If you're working with music for commercials, the terms ”style-alikes” and ”sound-alikes should ring a bell.
We've taken a closer look at the pros and cons of these two creative methods.
Sound-alikes are best described as a compositions that resemble known, famous and precomposed compositions or songs. These usually keep some of the elements of the original compositions such as instruments, style and tempo to ensure that the song is as recognizable as possible. A sound-alike walks on the fine line between breaching the copyright of the original composition and being a brand new track.
And that's exactly where things get complicated.

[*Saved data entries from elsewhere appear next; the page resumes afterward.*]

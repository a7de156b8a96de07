// Copyright 2025-present Harīṣh Tummalachērla
// SPDX-License-Identifier: Apache-2.0

//! Intent-priority tier assignment and the final sort key (§4.6).
//!
//! Bucket first, score only within a bucket: a four-tier coverage/
//! split-field bucket, then the ordered tiebreaker tuple
//! `(coverage, quality, score, last_visit)`.

use std::cmp::Ordering;

use crate::classify::{classify, graduated_score, MatchClass};
use crate::config::ClassifierWeights;
use crate::tokenize::{normalize, split_host_and_path};
use crate::types::{IndexedRecord, QueryContext};

/// Derived fields needed by both the tier rule and the sort key. Computed
/// once per record right after scoring.
#[derive(Debug, Clone, Copy, PartialEq)]
pub struct CoverageInfo {
    pub title_url_coverage: f64,
    pub title_url_quality: f64,
    pub split_field: bool,
}

/// `title ∪ url`, concatenated and normalized, used as the field both the
/// tier rule and the boost composer's "combined" step reason about.
fn title_url_text(record: &IndexedRecord) -> String {
    let mut text = normalize(&record.title);
    text.push(' ');
    text.push_str(&normalize(&record.url));
    text
}

pub fn coverage_info(record: &IndexedRecord, original_tokens: &[String], weights: &ClassifierWeights) -> CoverageInfo {
    if original_tokens.is_empty() {
        return CoverageInfo { title_url_coverage: 0.0, title_url_quality: 0.0, split_field: false };
    }
    let title_text = normalize(&record.title);
    let combined = title_url_text(record);

    // Split-field uses the url *path*, not the full url: the host often
    // repeats a title's brand name verbatim ("Cloud Console" / "console.
    // cloud.google.com"), and counting that coincidence as a url-side hit
    // would hide a real title/path split (§4.6 scenario: "console" in
    // title, "zaar-api" in the path).
    let (_, path_text) = split_host_and_path(&record.url, &record.host);

    let present = original_tokens
        .iter()
        .filter(|t| classify(t, &combined) != MatchClass::None)
        .count();
    let coverage = present as f64 / original_tokens.len() as f64;
    let quality = graduated_score(
        &original_tokens.iter().map(String::as_str).collect::<Vec<_>>(),
        &combined,
        weights,
    );

    let only_in_title = original_tokens
        .iter()
        .any(|t| classify(t, &title_text) != MatchClass::None && classify(t, &path_text) == MatchClass::None);
    let only_in_url = original_tokens
        .iter()
        .any(|t| classify(t, &path_text) != MatchClass::None && classify(t, &title_text) == MatchClass::None);

    CoverageInfo { title_url_coverage: coverage, title_url_quality: quality, split_field: only_in_title && only_in_url }
}

/// Four-tier bucket for a scored record (§4.6). Single-token queries
/// always sit in tier 0 — the tier system only distinguishes *which*
/// fields cover the query, and a single token has nothing to split
/// across.
pub fn assign_tier(original_token_count: usize, coverage: &CoverageInfo) -> u8 {
    if original_token_count < 2 {
        return 0;
    }
    if coverage.title_url_coverage >= 1.0 && coverage.split_field {
        3
    } else if coverage.title_url_coverage >= 1.0 {
        2
    } else if coverage.title_url_coverage >= 0.75 {
        1
    } else {
        0
    }
}

/// Sort key tuple for a single record. Descending comparison is done by
/// the caller via [`compare_records`] — f64 has no `Ord`, so the key
/// itself can't be derived with `#[derive(Ord)]`.
pub struct SortKey {
    pub tier: u8,
    pub coverage: f64,
    pub quality: f64,
    pub final_score: f64,
    pub last_visit: u64,
}

/// Descending comparator over `(tier, coverage, quality, final_score,
/// last_visit)`. For single-token queries the caller should have set
/// `tier`/`coverage`/`quality` to 0 uniformly, which collapses this to
/// `(final_score, last_visit)` (§4.6: single-token queries sort by score
/// and recency alone).
pub fn compare_records(a: &SortKey, b: &SortKey) -> Ordering {
    b.tier
        .cmp(&a.tier)
        .then_with(|| b.coverage.partial_cmp(&a.coverage).unwrap_or(Ordering::Equal))
        .then_with(|| b.quality.partial_cmp(&a.quality).unwrap_or(Ordering::Equal))
        .then_with(|| b.final_score.partial_cmp(&a.final_score).unwrap_or(Ordering::Equal))
        .then_with(|| b.last_visit.cmp(&a.last_visit))
}
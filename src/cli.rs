// Copyright 2025-present Harīṣh Tummalachērla
// SPDX-License-Identifier: Apache-2.0

//! Command-line argument definitions for the `deep-search` demo binary
//! (§12). Not part of the library's contract — a development/benchmarking
//! harness only, shipped as a thin CLI alongside the library rather than
//! folded into it.

use clap::{Parser, Subcommand};

#[derive(Parser)]
#[command(
    name = "deep-search",
    about = "Development harness for the deep-search ranking engine",
    version
)]
pub struct Cli {
    #[command(subcommand)]
    pub command: Commands,
}

#[derive(Subcommand)]
pub enum Commands {
    /// Run one ranking call against a JSON corpus and print the results.
    Bench {
        /// Path to a JSON array of `IndexedRecord` values.
        corpus: String,

        /// The query string.
        query: String,

        /// Drop records with no keyword or literal match.
        #[arg(long)]
        strict: bool,

        /// Collapse near-duplicate URLs, keeping the highest scorer.
        #[arg(long)]
        diverse: bool,

        /// Exclude bookmarked records from the bookmark floor / inclusion.
        #[arg(long)]
        no_bookmarks: bool,

        /// Cap on returned results (still hard-capped at 100 by the engine).
        #[arg(long, default_value_t = 20)]
        limit: usize,
    },

    /// Print corpus statistics without running a search.
    Inspect {
        /// Path to a JSON array of `IndexedRecord` values.
        corpus: String,
    },
}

You have to be careful of two main elements to make sure that you don't ”accidentally" copy the original composition:
The melody is a given. Of course you can't just copy the entire melody. However, you can get inspired by certain elements in it, and sometimes it’s just a matter of bending the notes while blending them with a new composition. The lyrics are handled differently. You should never reuse phrases and uniquely used words from another song. This means that you'll have to write your own lyrics. That doesn't mean that you can't sing about something similar though. Let's say you want to produce a sound-alike of "Baby" by Justin Bieber. You could try to do it, but you can't use the word "baby", or similar words such as "honey", in the chorus. You'd have to use a completely different word if you want the song to stick to a one-word chorus.
However, making a sound-alike of an extremely popular song is generally a bad idea. Famous songs are easier spotted by the general public and by, more importantly, the right holders of the song. Remember: the goal is to make the composition sound similar to a specific song while not producing a cover.
A style-alike focuses on the style of the song and more or less ignores the original melody. In a style-alike, the style of the song is based on the instruments, tempo and mood. The composer's main task is to capture the feelings the song evokes in you when you listen to the original song. Therefore a style-alike is often more original than a sound-alike as it does not necessarily resemble the original melody of the chosen song.
Thus, a style-alike focuses on:
The obvious drawback is the loss of recognition and brand value. Often times there's little left of the original melody to make the consumers recognize the new composition as something they've heard before and love. The consumer's strong connection with the song, and therefore the production, is therefore severely weakened.
There are, of course, pros and cons for both solutions.
You have to choose a style-alike if you're looking for a completely original and unique song. A sound-alike can be quite unique too, but not nearly as much as a style-alike. However, a sound-alike possesses the power of recognition, but a recognized song is not always a positive thing. The power of a hit song in a commercial context is determined by the viewer's point of reference. If the consumer knows the song extremely well already, chances are that your brand won't be the first thing they think about when they hear the son anyway.
Composers will have more creative freedom when working on a style-alike as these projects aren't defined by a specific melody. A style-alike seldom ventures into the copyright danger zone as music genres, moods and themes are not protected by copyright. This means that the style-alike is a somewhat safer alternative.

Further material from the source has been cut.